It’s hope and doom for Kenya as the rise of machines displace human labour, Tony Blair Institute report indicates

Former UK Prime Minister Tony Blair addressing journalists at Serena Hotel on adapting to the fourth industrial revolution in Tony Brain institution. [John Muchucha/Standard]

The rate of unemployment in the country is likely to rise further with thousands of employees in agriculture and manufacturing sector set to lose their jobs if Kenya fully adapt automation and digitisation.

A report by Tony Blair Institute for Global Change explores advancing automation consisting of the rise of robots and artificial intelligence which are set to reduce or eliminate dependence on low skilled labour.

The report released yesterday spells doom to Africa if governments do not prepare enough for the inevitable fourth industrial revolution (4IR) that is sweeping the world.

“Automation in manufacturing presents a threat to job creation, so governments will need to be innovative and adaptive in a rapidly changing global environment,” the report, Adapting to the 4IR: Africa’s Development in the Age of Automation, suggests.

The findings cited in the report indicate there will be over 2.5 billion youth population in Africa by 2050 and 4.5 billion by 2100, a matter that poses a threat in the job sector as well as security in all countries in the world.
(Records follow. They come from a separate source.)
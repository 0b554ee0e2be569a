//! An in-process `test.paging.v1.InstanceAdmin` server.
//!
//! It is a plain `tower` service over `http` requests, so a dispatcher can use it as its
//! channel. Every call is recorded, and failures can be scripted before the real handler runs.
use super::descriptor::paging_descriptor_set;
use futures_util::{
    future::BoxFuture,
    stream::{self, BoxStream},
};
use prost::Message;
use prost_reflect::{
    DescriptorPool, DynamicMessage, MessageDescriptor, MethodDescriptor, SerializeOptions,
    ServiceDescriptor,
};
use serde_json::{Value, json};
use std::{
    convert::Infallible,
    sync::{Arc, Mutex},
    task::{Context, Poll},
    time::Duration,
};
use tonic::{
    Code, Status,
    body::Body,
    codec::{Codec, DecodeBuf, Decoder, EncodeBuf, Encoder},
    codegen::Service,
    metadata::MetadataMap,
    server::{Grpc, ServerStreamingService, UnaryService},
};

pub const SERVICE: &str = "test.paging.v1.InstanceAdmin";

/// A call as the server saw it. The body uses proto field names.
#[derive(Debug, Clone)]
pub struct RecordedCall {
    pub method: String,
    pub body: Value,
    pub metadata: MetadataMap,
}

impl RecordedCall {
    pub fn header(&self, key: &str) -> Option<&str> {
        self.metadata.get(key).and_then(|v| v.to_str().ok())
    }
}

struct Failure {
    code: Code,
    remaining: Option<usize>,
}

struct State {
    service: ServiceDescriptor,
    calls: Mutex<Vec<RecordedCall>>,
    failure: Mutex<Option<Failure>>,
    pages: Mutex<Vec<usize>>,
    delay: Mutex<Option<Duration>>,
}

#[derive(Clone)]
pub struct InstanceAdmin {
    state: Arc<State>,
}

impl Default for InstanceAdmin {
    fn default() -> Self {
        Self::new()
    }
}

impl InstanceAdmin {
    pub fn new() -> Self {
        let pool = DescriptorPool::decode(paging_descriptor_set().as_slice())
            .expect("valid descriptor set");
        let service = pool.get_service_by_name(SERVICE).expect("service exists");

        Self {
            state: Arc::new(State {
                service,
                calls: Mutex::default(),
                failure: Mutex::default(),
                pages: Mutex::new(vec![0]),
                delay: Mutex::default(),
            }),
        }
    }

    /// Serves `ListInstances` as pages of the given sizes, chained with `page-<n>` tokens.
    pub fn with_pages(self, sizes: &[usize]) -> Self {
        *self.state.pages.lock().unwrap() = sizes.to_vec();
        self
    }

    /// Delays every successful response.
    pub fn with_delay(self, delay: Duration) -> Self {
        *self.state.delay.lock().unwrap() = Some(delay);
        self
    }

    /// Fails the next `times` calls with `code`.
    pub fn fail_next(&self, times: usize, code: Code) {
        *self.state.failure.lock().unwrap() = (times > 0).then_some(Failure {
            code,
            remaining: Some(times),
        });
    }

    /// Fails every call with `code`.
    pub fn fail_always(&self, code: Code) {
        *self.state.failure.lock().unwrap() = Some(Failure {
            code,
            remaining: None,
        });
    }

    pub fn calls(&self) -> Vec<RecordedCall> {
        self.state.calls.lock().unwrap().clone()
    }

    pub fn call_count(&self) -> usize {
        self.state.calls.lock().unwrap().len()
    }
}

impl State {
    fn record(&self, method: &str, metadata: &MetadataMap, body: &Value) {
        self.calls.lock().unwrap().push(RecordedCall {
            method: method.to_string(),
            body: body.clone(),
            metadata: metadata.clone(),
        });
    }

    fn next_failure(&self) -> Option<Status> {
        let mut slot = self.failure.lock().unwrap();
        let failure = slot.as_mut()?;
        let code = failure.code;

        if let Some(remaining) = failure.remaining.as_mut() {
            *remaining -= 1;
            if *remaining == 0 {
                *slot = None;
            }
        }

        Some(Status::new(code, "scripted failure"))
    }

    async fn accept(&self, method: &str, request: tonic::Request<Value>) -> Result<Value, Status> {
        let (metadata, _, body) = request.into_parts();
        self.record(method, &metadata, &body);

        if let Some(status) = self.next_failure() {
            return Err(status);
        }

        let delay = *self.delay.lock().unwrap();
        if let Some(delay) = delay {
            tokio::time::sleep(delay).await;
        }

        Ok(body)
    }

    fn list_instances(&self, body: &Value) -> Value {
        let pages = self.pages.lock().unwrap().clone();
        let index = body["page_token"]
            .as_str()
            .and_then(|token| token.strip_prefix("page-"))
            .and_then(|n| n.parse::<usize>().ok())
            .unwrap_or(0);

        let instances: Vec<Value> = (0..pages.get(index).copied().unwrap_or(0))
            .map(|i| json!({ "name": format!("instances/{index}-{i}") }))
            .collect();

        if index + 1 < pages.len() {
            json!({ "instances": instances, "next_page_token": format!("page-{}", index + 1) })
        } else {
            json!({ "instances": instances })
        }
    }

    fn unary(&self, method: &str, body: Value) -> Result<Value, Status> {
        match method {
            "ListInstances" => Ok(self.list_instances(&body)),
            "GetInstance" => match body["name"].as_str() {
                Some(name) if name.ends_with("/missing") => {
                    Err(Status::not_found(format!("{name} does not exist")))
                }
                Some(name) => Ok(json!({ "name": name, "display_name": "Test", "serve_nodes": 3 })),
                None => Err(Status::invalid_argument("name is required")),
            },
            "CreateInstance" => {
                let mut instance = body["instance"].clone();
                let name = format!(
                    "{}/instances/{}",
                    body["parent"].as_str().unwrap_or_default(),
                    body["instance_id"].as_str().unwrap_or_default()
                );
                instance["name"] = Value::from(name);
                Ok(instance)
            }
            other => Err(Status::unimplemented(format!("{other} is not unary"))),
        }
    }

    fn watch(&self, body: &Value) -> Vec<Result<Value, Status>> {
        let mut events: Vec<_> = (0..3)
            .map(|i| Ok(json!({ "name": format!("instances/watch-{i}") })))
            .collect();

        if body["filter"] == "interrupt" {
            events.truncate(1);
            events.push(Err(Status::internal("watch interrupted")));
        }

        events
    }
}

struct UnaryHandler {
    state: Arc<State>,
    method: String,
}

impl UnaryService<Value> for UnaryHandler {
    type Response = Value;
    type Future = BoxFuture<'static, Result<tonic::Response<Value>, Status>>;

    fn call(&mut self, request: tonic::Request<Value>) -> Self::Future {
        let state = self.state.clone();
        let method = self.method.clone();

        Box::pin(async move {
            let body = state.accept(&method, request).await?;
            state.unary(&method, body).map(tonic::Response::new)
        })
    }
}

struct WatchHandler {
    state: Arc<State>,
}

impl ServerStreamingService<Value> for WatchHandler {
    type Response = Value;
    type ResponseStream = BoxStream<'static, Result<Value, Status>>;
    type Future = BoxFuture<'static, Result<tonic::Response<Self::ResponseStream>, Status>>;

    fn call(&mut self, request: tonic::Request<Value>) -> Self::Future {
        let state = self.state.clone();

        Box::pin(async move {
            let body = state.accept("WatchInstances", request).await?;
            let events: Self::ResponseStream = Box::pin(stream::iter(state.watch(&body)));
            Ok(tonic::Response::new(events))
        })
    }
}

impl Service<http::Request<Body>> for InstanceAdmin {
    type Response = http::Response<Body>;
    type Error = Infallible;
    type Future = BoxFuture<'static, Result<Self::Response, Self::Error>>;

    fn poll_ready(&mut self, _cx: &mut Context<'_>) -> Poll<Result<(), Self::Error>> {
        Poll::Ready(Ok(()))
    }

    fn call(&mut self, request: http::Request<Body>) -> Self::Future {
        let state = self.state.clone();

        Box::pin(async move {
            let method = request
                .uri()
                .path()
                .strip_prefix(&format!("/{SERVICE}/"))
                .and_then(|name| state.service.methods().find(|m| m.name() == name));

            let Some(method) = method else {
                return Ok(Status::unimplemented("unknown method").into_http());
            };

            let mut grpc = Grpc::new(ValueCodec::new(&method));
            let response = match (method.is_client_streaming(), method.is_server_streaming()) {
                (false, false) => {
                    let handler = UnaryHandler {
                        state,
                        method: method.name().to_string(),
                    };
                    grpc.unary(handler, request).await
                }
                (false, true) => grpc.server_streaming(WatchHandler { state }, request).await,
                _ => Status::unimplemented("streaming requests are not served").into_http(),
            };

            Ok(response)
        })
    }
}

/// Server side codec: requests decode to JSON, JSON responses encode against the output.
struct ValueCodec {
    input: MessageDescriptor,
    output: MessageDescriptor,
}

impl ValueCodec {
    fn new(method: &MethodDescriptor) -> Self {
        Self {
            input: method.input(),
            output: method.output(),
        }
    }
}

impl Codec for ValueCodec {
    type Encode = Value;
    type Decode = Value;
    type Encoder = ValueEncoder;
    type Decoder = ValueDecoder;

    fn encoder(&mut self) -> Self::Encoder {
        ValueEncoder(self.output.clone())
    }

    fn decoder(&mut self) -> Self::Decoder {
        ValueDecoder(self.input.clone())
    }
}

struct ValueEncoder(MessageDescriptor);

impl Encoder for ValueEncoder {
    type Item = Value;
    type Error = Status;

    fn encode(&mut self, item: Value, dst: &mut EncodeBuf<'_>) -> Result<(), Status> {
        let message = DynamicMessage::deserialize(self.0.clone(), item)
            .map_err(|e| Status::internal(format!("response does not fit the schema: {e}")))?;
        message.encode_raw(dst);
        Ok(())
    }
}

struct ValueDecoder(MessageDescriptor);

impl Decoder for ValueDecoder {
    type Item = Value;
    type Error = Status;

    fn decode(&mut self, src: &mut DecodeBuf<'_>) -> Result<Option<Value>, Status> {
        let mut message = DynamicMessage::new(self.0.clone());
        message
            .merge(src)
            .map_err(|e| Status::internal(format!("undecodable request: {e}")))?;

        let options = SerializeOptions::new().use_proto_field_name(true);
        let value = message
            .serialize_with_options(serde_json::value::Serializer, &options)
            .map_err(|e| Status::internal(format!("unserializable request: {e}")))?;

        Ok(Some(value))
    }
}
Although the report does not give figures of the youth population in Kenya staring at joblessness due to the rise of machines, the 2018 survey by the Kenya National Bureau of Statistics (KNBS) indicate that about 1.4 million Kenyans were desperately looking for jobs.

The report captures the dilemma that Kenya faces even as it embraces new technological innovations in the Government’s ambitious manufacturing which is one of the key pillars of development.
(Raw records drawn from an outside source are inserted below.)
#![allow(dead_code)]

pub mod descriptor;
pub mod paging_service;

use cloudrpc_core::{
    client::{Dispatcher, ProtoService, SecurityMode, ServiceDescriptor, retry::RetryConfig},
    config::ClientConfig,
};
use paging_service::{InstanceAdmin, SERVICE};
use serde_json::{Map, Value};
use std::time::Duration;

pub const DESCRIPTOR_PATH: &str = "test/paging/v1/paging.binpb";

pub fn service_descriptor() -> ServiceDescriptor {
    ServiceDescriptor::new("paging", "v1", "http://paging.test")
        .with_security(SecurityMode::Insecure)
        .with_proto_service("InstanceAdmin", ProtoService::new(DESCRIPTOR_PATH, SERVICE))
}

/// Retries without waiting, so tests run in real time.
pub fn test_config() -> ClientConfig {
    ClientConfig {
        retry: RetryConfig {
            initial_delay: Duration::ZERO,
            ..RetryConfig::default()
        },
        ..ClientConfig::default()
    }
}

pub fn dispatcher_with(server: &InstanceAdmin, config: ClientConfig) -> Dispatcher<InstanceAdmin> {
    Dispatcher::from_service(service_descriptor(), config, server.clone())
        .with_file_descriptor_set(DESCRIPTOR_PATH, &descriptor::paging_descriptor_set())
        .expect("valid descriptor set")
}

pub fn dispatcher(server: &InstanceAdmin) -> Dispatcher<InstanceAdmin> {
    dispatcher_with(server, test_config())
}

/// The map of a `json!({ .. })` object literal.
pub fn object(value: Value) -> Map<String, Value> {
    match value {
        Value::Object(map) => map,
        other => panic!("expected a JSON object, got {other}"),
    }
}
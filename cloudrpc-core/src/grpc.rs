//! # Generic gRPC Transport
//!
//! This module contains the low-level building blocks for performing gRPC calls using
//! dynamic message types.
//!
//! Unlike standard `tonic` clients which are strongly typed (e.g., `ListInstancesRequest`),
//! the components here work with `DynamicMessage` requests and `serde_json::Value`
//! responses, transcoding them to and from Protobuf binary format on the fly.
pub mod client;
pub mod codec;
pub mod status;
As the report indicates, the embrace of the revolution by countries in the continent was a complex matter that required proper deliberation by the Governments since it was a two-sided coin.

“The labour-substitution effect of automation threatens African economies’ ability to leverage manufacturing for job creation. This implies that manufacturing will become less reliant on low-skilled (mass) labour," states the report that only places engineers, programmers and other analytics-based professions on the buttered side of the toast.
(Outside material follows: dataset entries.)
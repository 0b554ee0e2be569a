//! # Dynamic Message <-> JSON Codec
//!
//! This module implements `tonic::codec::Codec` so that `tonic` can transport schema-less
//! payloads, bypassing the need for generated Rust structs.
//!
//! ## How it works
//!
//! 1. **Encoder (DynamicMessage -> Proto)**:
//!    - Takes a `DynamicMessage` already validated against the input `MessageDescriptor`
//!      by the dispatcher, so schema mismatches never reach the wire.
//!    - Serializes it into the generic gRPC byte buffer.
//!
//! 2. **Decoder (Proto -> JSON)**:
//!    - Reads raw bytes from the wire.
//!    - Decodes them into a `DynamicMessage` using the output `MessageDescriptor`.
//!    - Converts the message into a `serde_json::Value`, keeping the proto (snake_case)
//!      field names. Responses are handed to callers in the wire convention.
use prost::Message;
use prost_reflect::{DynamicMessage, MessageDescriptor, SerializeOptions};
use tonic::{
    Status,
    codec::{Codec, DecodeBuf, Decoder, EncodeBuf, Encoder},
};

/// A custom Codec that sends `DynamicMessage`s and receives `serde_json::Value`s.
pub struct JsonCodec {
    /// Schema for the output message.
    res_desc: MessageDescriptor,
}

impl JsonCodec {
    /// Creates a new `JsonCodec` decoding responses with `res_desc`.
    pub fn new(res_desc: MessageDescriptor) -> Self {
        Self { res_desc }
    }
}

impl Codec for JsonCodec {
    type Encode = DynamicMessage;
    type Decode = serde_json::Value;

    type Encoder = DynamicEncoder;
    type Decoder = JsonDecoder;

    fn encoder(&mut self) -> Self::Encoder {
        DynamicEncoder
    }

    fn decoder(&mut self) -> Self::Decoder {
        JsonDecoder::new(self.res_desc.clone())
    }
}

/// Responsible for encoding a validated message into Protobuf bytes.
pub struct DynamicEncoder;

impl Encoder for DynamicEncoder {
    type Item = DynamicMessage;
    type Error = Status;

    fn encode(&mut self, item: Self::Item, dst: &mut EncodeBuf<'_>) -> Result<(), Self::Error> {
        item.encode_raw(dst);
        Ok(())
    }
}

/// Responsible for decoding Protobuf bytes into a JSON value.
pub struct JsonDecoder {
    desc: MessageDescriptor,
    options: SerializeOptions,
}

impl JsonDecoder {
    pub fn new(desc: MessageDescriptor) -> Self {
        Self {
            desc,
            options: SerializeOptions::new().use_proto_field_name(true),
        }
    }
}

impl Decoder for JsonDecoder {
    type Item = serde_json::Value;
    type Error = Status;

    fn decode(&mut self, src: &mut DecodeBuf<'_>) -> Result<Option<Self::Item>, Self::Error> {
        let mut msg = DynamicMessage::new(self.desc.clone());
        msg.merge(src)
            .map_err(|e| Status::internal(format!("Failed to decode Protobuf bytes: {}", e)))?;

        let value = msg
            .serialize_with_options(serde_json::value::Serializer, &self.options)
            .map_err(|e| Status::internal(format!("Failed to map response to JSON: {}", e)))?;

        Ok(Some(value))
    }
}
//! The binding context threaded through every binding call.

use crate::compilation::Compilation;
use crate::const_eval::{self, ConstValue};
use crate::errors;
use crate::expr::{ExpressionBinder, Expression};
use crate::flags::BindFlags;
use crate::ids::{ExprId, ScopeId, TypeId};
use strobe_common::Interner;
use strobe_config::{BindOptions, LintLevel};
use strobe_diagnostics::{Diagnostic, DiagnosticSink, Severity};
use strobe_syntax::Expr;

/// Everything a binding call needs: where it is, what it may do, and where
/// its results and diagnostics go.
///
/// The compilation is borrowed mutably and the sink by shared reference, so
/// callers that bind several scopes in parallel give each thread its own
/// compilation.
pub struct BindContext<'a, 's> {
    /// Arena, types and scopes.
    pub comp: &'a mut Compilation<'s>,
    /// The scope names are resolved in.
    pub scope: ScopeId,
    /// Contextual flags for this location.
    pub flags: BindFlags,
    /// Where diagnostics go.
    pub sink: &'a DiagnosticSink,
    /// Interner used to print names.
    pub interner: &'a Interner,
    /// The expression binding service.
    pub binder: &'a dyn ExpressionBinder,
    /// Advisory toggles and lint levels.
    pub options: &'a BindOptions,
}

impl<'a, 's> BindContext<'a, 's> {
    /// Creates a context with no flags set.
    pub fn new(
        comp: &'a mut Compilation<'s>,
        scope: ScopeId,
        sink: &'a DiagnosticSink,
        interner: &'a Interner,
        binder: &'a dyn ExpressionBinder,
        options: &'a BindOptions,
    ) -> Self {
        Self {
            comp,
            scope,
            flags: BindFlags::empty(),
            sink,
            interner,
            binder,
            options,
        }
    }

    /// Replaces the contextual flags.
    pub fn with_flags(mut self, flags: BindFlags) -> Self {
        self.flags = flags;
        self
    }

    /// Reports a diagnostic, applying the configured lint levels.
    ///
    /// Errors are always reported. Other diagnostics are dropped when allowed
    /// and raised to errors when denied.
    pub fn add_diag(&self, mut diag: Diagnostic) {
        if !diag.is_error() {
            match self.options.lint.level_for(diag.code) {
                Some(LintLevel::Allow) => return,
                Some(LintLevel::Deny) => diag.severity = Severity::Error,
                None => {}
            }
        }
        self.sink.emit(diag);
    }

    /// Binds an expression with the context flags plus `extra`.
    pub fn bind_expression(&mut self, syntax: &Expr, extra: BindFlags) -> ExprId {
        let binder = self.binder;
        let flags = self.flags | extra;
        binder.bind(syntax, self, flags)
    }

    /// Returns a bound expression.
    pub fn expr(&self, id: ExprId) -> &Expression {
        self.comp.expr(id)
    }

    /// Renders a type for a diagnostic message.
    pub fn type_name(&self, ty: TypeId) -> String {
        self.comp.types.describe(ty, self.interner)
    }

    /// Checks that `id` can be used as a condition, reporting `E308` if not.
    ///
    /// Invalid expressions fail without a further diagnostic.
    pub fn require_boolean_convertible(&self, id: ExprId) -> bool {
        let expr = self.comp.expr(id);
        if expr.is_bad() {
            return false;
        }
        if self.comp.types.is_boolean_convertible(expr.ty) {
            return true;
        }
        self.add_diag(errors::error_not_boolean_convertible(
            &self.type_name(expr.ty),
            expr.span,
        ));
        false
    }

    /// Evaluates `id` if it is a compile-time constant.
    pub fn try_eval(&self, id: ExprId) -> Option<ConstValue> {
        const_eval::try_eval(self.comp, id)
    }
}
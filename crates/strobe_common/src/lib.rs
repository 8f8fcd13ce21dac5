//! Shared foundational types used across the strobe binding workspace.
//!
//! Currently this is the interned identifier type used by the syntax tree,
//! scopes and diagnostics.

#![warn(missing_docs)]

pub mod ident;

pub use ident::{Ident, Interner};
//! Flags describing where an expression or timing control is being bound.

bitflags::bitflags! {
    /// Contextual binding flags carried by [`BindContext`](crate::context::BindContext).
    #[derive(Debug, Clone, Copy, PartialEq, Eq, Hash, Default)]
    pub struct BindFlags: u32 {
        /// Binding inside a function body or a `final` block, where simulation
        /// time cannot advance.
        const FUNCTION_OR_FINAL    = 1 << 0;
        /// The expression is the operand of an event control.
        const EVENT_EXPRESSION     = 1 << 1;
        /// A clocking block name may be referenced as a value.
        const ALLOW_CLOCKING_BLOCK = 1 << 2;
    }
}
//! Append-only, id-indexed storage for bound nodes.
//!
//! Nodes are never removed or reordered, so an id stays valid for as long as
//! the owning [`Compilation`](crate::compilation::Compilation) lives. Sibling
//! nodes refer to each other by id rather than by owning pointer.

use serde::{Deserialize, Serialize};
use std::marker::PhantomData;
use std::ops::Index;

/// Conversion between an id newtype and its raw `u32` index.
pub trait ArenaId: Copy {
    /// Creates an id from a raw index.
    fn from_raw(index: u32) -> Self;

    /// Returns the raw index.
    fn as_raw(self) -> u32;
}

/// Dense storage of `T` values addressed by ids of type `I`.
#[derive(Debug, Clone, Serialize, Deserialize)]
pub struct Arena<I: ArenaId, T> {
    items: Vec<T>,
    #[serde(skip)]
    _marker: PhantomData<I>,
}

impl<I: ArenaId, T> Default for Arena<I, T> {
    fn default() -> Self {
        Self::new()
    }
}

impl<I: ArenaId, T> Arena<I, T> {
    /// Creates an empty arena.
    pub fn new() -> Self {
        Self {
            items: Vec::new(),
            _marker: PhantomData,
        }
    }

    /// Stores `item` and returns its id.
    pub fn alloc(&mut self, item: T) -> I {
        let id = I::from_raw(self.items.len() as u32);
        self.items.push(item);
        id
    }

    /// Returns the item with the given id.
    ///
    /// # Panics
    ///
    /// Panics if the id was not allocated by this arena.
    pub fn get(&self, id: I) -> &T {
        &self.items[id.as_raw() as usize]
    }

    /// Returns the item with the given id mutably.
    ///
    /// # Panics
    ///
    /// Panics if the id was not allocated by this arena.
    pub(crate) fn get_mut(&mut self, id: I) -> &mut T {
        &mut self.items[id.as_raw() as usize]
    }

    /// Number of stored items.
    pub fn len(&self) -> usize {
        self.items.len()
    }

    /// Returns `true` if nothing has been allocated.
    pub fn is_empty(&self) -> bool {
        self.items.is_empty()
    }

    /// Iterates over `(id, item)` pairs in allocation order.
    pub fn iter(&self) -> impl Iterator<Item = (I, &T)> {
        self.items
            .iter()
            .enumerate()
            .map(|(i, item)| (I::from_raw(i as u32), item))
    }
}

impl<I: ArenaId, T> Index<I> for Arena<I, T> {
    type Output = T;

    fn index(&self, id: I) -> &T {
        self.get(id)
    }
}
In the manufacturing sector, it is expected that the cost of production will be lower with the advent of new innovations which then leads to reduced price of manufactured goods.

Agriculture, considered Kenya’s economic backbone, is likely to improve if technological innovations such as use of surveillance machines, tea plucking machines among others are embraced.

Former British Prime Minister Tony Blair yesterday said there was hope of protecting jobs with proper policies.

“Success will be premised on how African governments and their economies adapt technological change,” said Mr Blair.

Information Communication and Technology CS Joe Mucheru said the evolution was likely to “cause forward-thinking policymakers concern.”